Prostatite tuberculeuse simulant une tumeur de la prostate chez un sujet immunocompétent : à propos de deux cas

Prostatite tuberculeuse simulant une tumeur de la prostate chez un sujet immunocompétent : à propos de deux cas

Tuberculous prostatitis simulating a prostate tumor in an immunocompetent subject: about the two cases

Alioune Sarr1,&, Abdoulaye Keita2, Ousmane Sow1, Abdelhadi Dahbi1, Amath Thiam1, Désiré Aubert Wambo1, Abdoulaye Ndiath1, Cyrille Ze Ondo1, Babacar Sine1, Ndiaga Seck Ndour1, Chérif Dial2, Papa Ahmed Fall3, Alain Khassim Ndoye1

 

1Service d´Urologie-Andrologie Hôpital Aristide Le Dantec, Dakar, Sénégal, 2Service d´Anatomopathologie, Hôpital General Idrissa Pouye, Dakar, Sénégal, 3Service d´Urologie, Hôpital Dalal Jaam, Dakar, Sénégal

 

 

&Auteur correspondant
Alioune Sarr, Service d´Urologie, Andrologie, Hôpital Aristide Le Dantec, Dakar, Sénégal

 

 

Résumé

Les auteurs rapportent deux cas de tuberculose de la prostate chez des patients immunocompétents.
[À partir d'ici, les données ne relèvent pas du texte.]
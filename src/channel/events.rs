//! Wire types for the real-time channel
//!
//! Server messages are `{event, issueId?, data, ts}` with `ts` in epoch
//! millis. Client messages are tagged by `type` and carry no acknowledgement.

use serde::{Deserialize, Serialize};
use std::fmt;

/// Named multicast group
#[derive(Clone, Debug, PartialEq, Eq, Hash)]
pub enum Room {
    Issue(String),
    /// Personal room of one user
    User(String),
    /// Geographic area (ward or city)
    Area(String),
}

impl fmt::Display for Room {
    fn fmt(&self, f: &mut fmt::Formatter<'_>) -> fmt::Result {
        match self {
            Room::Issue(id) => write!(f, "issue:{}", id),
            Room::User(id) => write!(f, "user:{}", id),
            Room::Area(name) => write!(f, "area:{}", name),
        }
    }
}

/// Recipients of one publish
#[derive(Clone, Debug, PartialEq, Eq)]
pub enum Audience {
    Everyone,
    Room(Room),
}

/// Fixed catalogue of server-to-client events
#[derive(Serialize, Deserialize, Clone, Copy, Debug, PartialEq, Eq, Hash)]
#[serde(rename_all = "camelCase")]
pub enum EventName {
    IssueCreated,
    IssueLiked,
    IssueVerified,
    IssueStatusUpdate,
    NewComment,
    SeverityUpdate,
    Notification,
    UserNotification,
}

impl EventName {
    pub fn as_str(&self) -> &'static str {
        match self {
            EventName::IssueCreated => "issueCreated",
            EventName::IssueLiked => "issueLiked",
            EventName::IssueVerified => "issueVerified",
            EventName::IssueStatusUpdate => "issueStatusUpdate",
            EventName::NewComment => "newComment",
            EventName::SeverityUpdate => "severityUpdate",
            EventName::Notification => "notification",
            EventName::UserNotification => "userNotification",
        }
    }
}

impl fmt::Display for EventName {
    fn fmt(&self, f: &mut fmt::Formatter<'_>) -> fmt::Result {
        f.write_str(self.as_str())
    }
}

/// One server-to-client message
#[derive(Serialize, Deserialize, Clone, Debug, PartialEq)]
#[serde(rename_all = "camelCase")]
pub struct EventEnvelope {
    pub event: EventName,
    #[serde(default, skip_serializing_if = "Option::is_none")]
    pub issue_id: Option<String>,
    pub data: serde_json::Value,
    pub ts: i64,
}

impl EventEnvelope {
    pub fn new(event: EventName, issue_id: Option<&str>, data: serde_json::Value) -> Self {
        Self {
            event,
            issue_id: issue_id.map(str::to_string),
            data,
            ts: chrono::Utc::now().timestamp_millis(),
        }
    }
}

/// Message received from a client
#[derive(Deserialize, Debug, Clone, PartialEq)]
#[serde(tag = "type", rename_all = "snake_case")]
pub enum ClientMessage {
    JoinIssue {
        #[serde(rename = "issueId", alias = "id")]
        issue_id: String,
    },
    LeaveIssue {
        #[serde(rename = "issueId", alias = "id")]
        issue_id: String,
    },
    JoinArea {
        #[serde(alias = "name")]
        area: String,
    },
    LeaveArea {
        #[serde(alias = "name")]
        area: String,
    },
    Ping,
}

/// Reply to a liveness ping
#[derive(Serialize, Debug, Clone)]
pub struct PingReply {
    pub status: &'static str,
    pub ts: i64,
}

impl PingReply {
    pub fn now() -> Self {
        Self {
            status: "ok",
            ts: chrono::Utc::now().timestamp_millis(),
        }
    }
}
Ces deux cas ont été recensés sur une période de 8 ans. Le premier patient, âgé de 78 ans avait une symptomatologie clinique simulant une hypertrophie bénigne de la prostate. Le deuxième patient âgé de 28 ans nous a été référé pour suspicion de cancer de la prostate avec des métastases vertébrales. Dans les deux cas le diagnostic de tuberculose de la prostate était histologique, reposant sur l´analyse de copeaux de résection de la prostate ou de carottes biopsiques. L´évolution clinique était favorable sous anti bacillaires chez nos deux patients.
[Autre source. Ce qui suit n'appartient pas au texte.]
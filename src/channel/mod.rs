//! Real-time channel
//!
//! The engine and notifier publish through `EventEmitter`, which wraps an
//! injected `Publisher`. Publishing never fails and never blocks; delivery is
//! best effort.
//!
//! ## Protocol
//!
//! Connect: `ws://host:8080/ws?token=<jwt>` (token optional)
//!
//! Messages (server → client), all shaped `{event, issueId?, data, ts}`:
//! - `issueCreated` - broadcast to every connection
//! - `issueLiked`, `issueVerified`, `severityUpdate`, `newComment` - issue room
//! - `issueStatusUpdate` - issue room and the issue's area room
//! - `notification`, `userNotification` - personal room
//!
//! Messages (client → server):
//! - `{"type":"join_issue","issueId":"..."}` / `leave_issue`
//! - `{"type":"join_area","area":"..."}` / `leave_area`
//! - `{"type":"ping"}` - answered with `{"status":"ok","ts":...}`

pub mod connection;
pub mod emitter;
pub mod events;
pub mod hub;

pub use connection::{handle_channel_upgrade, ConnectionState};
pub use emitter::EventEmitter;
pub use events::{Audience, ClientMessage, EventEnvelope, EventName, Room};
pub use hub::{ConnectionId, RoomHub};

use tracing::trace;

/// Sink for outbound events
pub trait Publisher: Send + Sync {
    fn publish(&self, audience: Audience, envelope: EventEnvelope);
}

/// Publisher used when no real-time channel is configured
#[derive(Debug, Default, Clone, Copy)]
pub struct DisabledChannel;

impl Publisher for DisabledChannel {
    fn publish(&self, audience: Audience, envelope: EventEnvelope) {
        trace!(event = %envelope.event, ?audience, "Channel disabled, event discarded");
    }
}
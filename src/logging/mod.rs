//! Tracing subscriber setup
//!
//! `RUST_LOG` wins when set; otherwise the crate logs at `level` and
//! dependencies at `info`.

use tracing_subscriber::{layer::SubscriberExt, util::SubscriberInitExt, EnvFilter};

/// Filter directive used when `RUST_LOG` is absent
pub fn default_directive(level: &str) -> String {
    format!("civic_pulse={},info", level)
}

/// Install the global subscriber. Call once from `main`.
pub fn init(level: &str, json: bool) {
    let filter =
        EnvFilter::try_from_default_env().unwrap_or_else(|_| default_directive(level).into());

    let registry = tracing_subscriber::registry().with(filter);
    if json {
        registry
            .with(tracing_subscriber::fmt::layer().json().with_current_span(false))
            .init();
    } else {
        registry.with(tracing_subscriber::fmt::layer()).init();
    }
}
The authors report two cases of tuberculosis of the prostate in immunocompetent patients. Both cases were reported over a period of 8 years. The first patient, aged 78 years, had a clinical symptomatology simulating benign prostate hypertrophy. The second patient, aged 28, was referred to us on suspicion of prostate cancer with vertebral metastases. In both cases the diagnosis of prostate tuberculosis was histological, based on the analysis of prostate resection shavings or biopsy cores. The clinical course was favourable under antibacillary drugs in both patients.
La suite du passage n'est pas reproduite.